For this week’s BrewVine, David Lyden and chief photojournalist Jeremy Erickson take us to Townline Ciderworks in Williamsburg.
One of the apple varieties Townline planted in the aftermath of the storm just wont hem a gold medal at an international cider competition.
“It’s our Esopus Spitzenburg. It’s quite a mouthful, but it is a single varietals cider made with the Esopus Spitzenburg apple. We entered it into Great Lakes International Cider and Perry Competition. And we were able to get a gold medal with that one. That’s our first after entering that competition for five years now,” Kristie Altonen, Co-Owner and Tasting Room Manager at Townline Ciderworks said.
You can try the award winner or some of their upcoming offerings along side their “family” of flagship ciders.
“We’re working on some other heirloom, single varietal ones coming up. Not quite ready yet, but we’re going to bring back this summer a fun one that we call disco shoes. It’s made actually with pomegranate concentrate. We don’t grow pomegranates here in northern Michigan we don’t grow pomegranates here in northern Michigan. So that’s one cider that we go off our planned course a little bit. People really liked that one last year. And of course we’ll have our wine slushies,” Altonen said.
With the exception of the pomegranates, the apples and most of the other fruit used to make Townline Ciders can be found just outside the tasting room or sourced from neighbors.

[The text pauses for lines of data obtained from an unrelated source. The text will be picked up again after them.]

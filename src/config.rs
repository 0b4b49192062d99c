//! Runtime configuration read from the environment.
//!
//! | Variable | Default |
//! |---|---|
//! | `UPRISK_MODEL_PATH` | `models/uprisk_logreg.json` |
//! | `UPRISK_ENCODING_MODE` | `lenient` |
//! | `UPRISK_LOG_MODE` | `auto` |
//! | `UPRISK_LOG_FILE` | `uprisk.log` |

use std::path::PathBuf;
use std::str::FromStr;

use crate::domain::EncodingMode;

pub const MODEL_PATH_ENV: &str = "UPRISK_MODEL_PATH";
pub const ENCODING_MODE_ENV: &str = "UPRISK_ENCODING_MODE";
pub const LOG_MODE_ENV: &str = "UPRISK_LOG_MODE";
pub const LOG_FILE_ENV: &str = "UPRISK_LOG_FILE";

pub const DEFAULT_MODEL_PATH: &str = "models/uprisk_logreg.json";
pub const DEFAULT_LOG_FILE: &str = "uprisk.log";

#[derive(Debug, Clone, PartialEq, Eq, thiserror::Error)]
pub enum ConfigError {
    #[error("{var}: {message}")]
    InvalidValue { var: &'static str, message: String },
}

/// Where log output goes.
///
/// Writing logs to the terminal corrupts the TUI's alternate screen.
#[derive(Debug, Clone, Copy, PartialEq, Eq, Default)]
pub enum LogMode {
    /// File when stdout is a terminal, stdout otherwise.
    #[default]
    Auto,
    File,
    Stdout,
}

impl LogMode {
    /// Whether logs go to a file, given whether stdout is interactive.
    #[must_use]
    pub fn use_file(self, interactive: bool) -> bool {
        match self {
            Self::File => true,
            Self::Stdout => false,
            Self::Auto => interactive,
        }
    }
}

impl FromStr for LogMode {
    type Err = String;

    fn from_str(s: &str) -> Result<Self, Self::Err> {
        match s.trim().to_ascii_lowercase().as_str() {
            "auto" | "" => Ok(Self::Auto),
            "file" => Ok(Self::File),
            "stdout" => Ok(Self::Stdout),
            other => Err(format!("unknown log mode '{other}' (expected auto, file or stdout)")),
        }
    }
}

/// Application configuration.
#[derive(Debug, Clone, PartialEq, Eq)]
pub struct AppConfig {
    pub model_path: PathBuf,
    pub encoding_mode: EncodingMode,
    pub log_mode: LogMode,
    pub log_file: PathBuf,
}

impl Default for AppConfig {
    fn default() -> Self {
        Self {
            model_path: PathBuf::from(DEFAULT_MODEL_PATH),
            encoding_mode: EncodingMode::Lenient,
            log_mode: LogMode::Auto,
            log_file: PathBuf::from(DEFAULT_LOG_FILE),
        }
    }
}

impl AppConfig {
    /// Read configuration from the process environment.
    ///
    /// # Errors
    /// Returns `ConfigError` if an enumerated setting has an unknown value.
    pub fn from_env() -> Result<Self, ConfigError> {
        Self::from_lookup(|name| std::env::var(name).ok())
    }

    /// Read configuration through an arbitrary variable lookup.
    ///
    /// # Errors
    /// Returns `ConfigError` if an enumerated setting has an unknown value.
    pub fn from_lookup<F>(lookup: F) -> Result<Self, ConfigError>
    where
        F: Fn(&str) -> Option<String>,
    {
        let mut config = Self::default();

        if let Some(path) = lookup(MODEL_PATH_ENV).filter(|v| !v.trim().is_empty()) {
            config.model_path = PathBuf::from(path);
        }
        if let Some(mode) = lookup(ENCODING_MODE_ENV) {
            config.encoding_mode = parse_var(ENCODING_MODE_ENV, &mode)?;
        }
        if let Some(mode) = lookup(LOG_MODE_ENV) {
            config.log_mode = parse_var(LOG_MODE_ENV, &mode)?;
        }
        if let Some(file) = lookup(LOG_FILE_ENV).filter(|v| !v.trim().is_empty()) {
            config.log_file = PathBuf::from(file);
        }

        Ok(config)
    }
}

fn parse_var<T>(var: &'static str, raw: &str) -> Result<T, ConfigError>
where
    T: FromStr<Err = String>,
{
    raw.parse()
        .map_err(|message| ConfigError::InvalidValue { var, message })
}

“When we decided to do this, our main goal was to use our fruit in the cider. So that is still the main goal. We just dabble here and there with things that we can’t grow enough of, for instance, blueberries, that it takes a lot to get enough juice from fresh blueberries to make a cider that has blueberry in it. So sometimes you have to supplement with concentrates. We try to stay local with places like Brownwood for things like that when we need it,” Altonen said.
With a food truck, events, live music and drinks “fresh from the family tree,” Townline Ciderworks is ready for another fun summer season.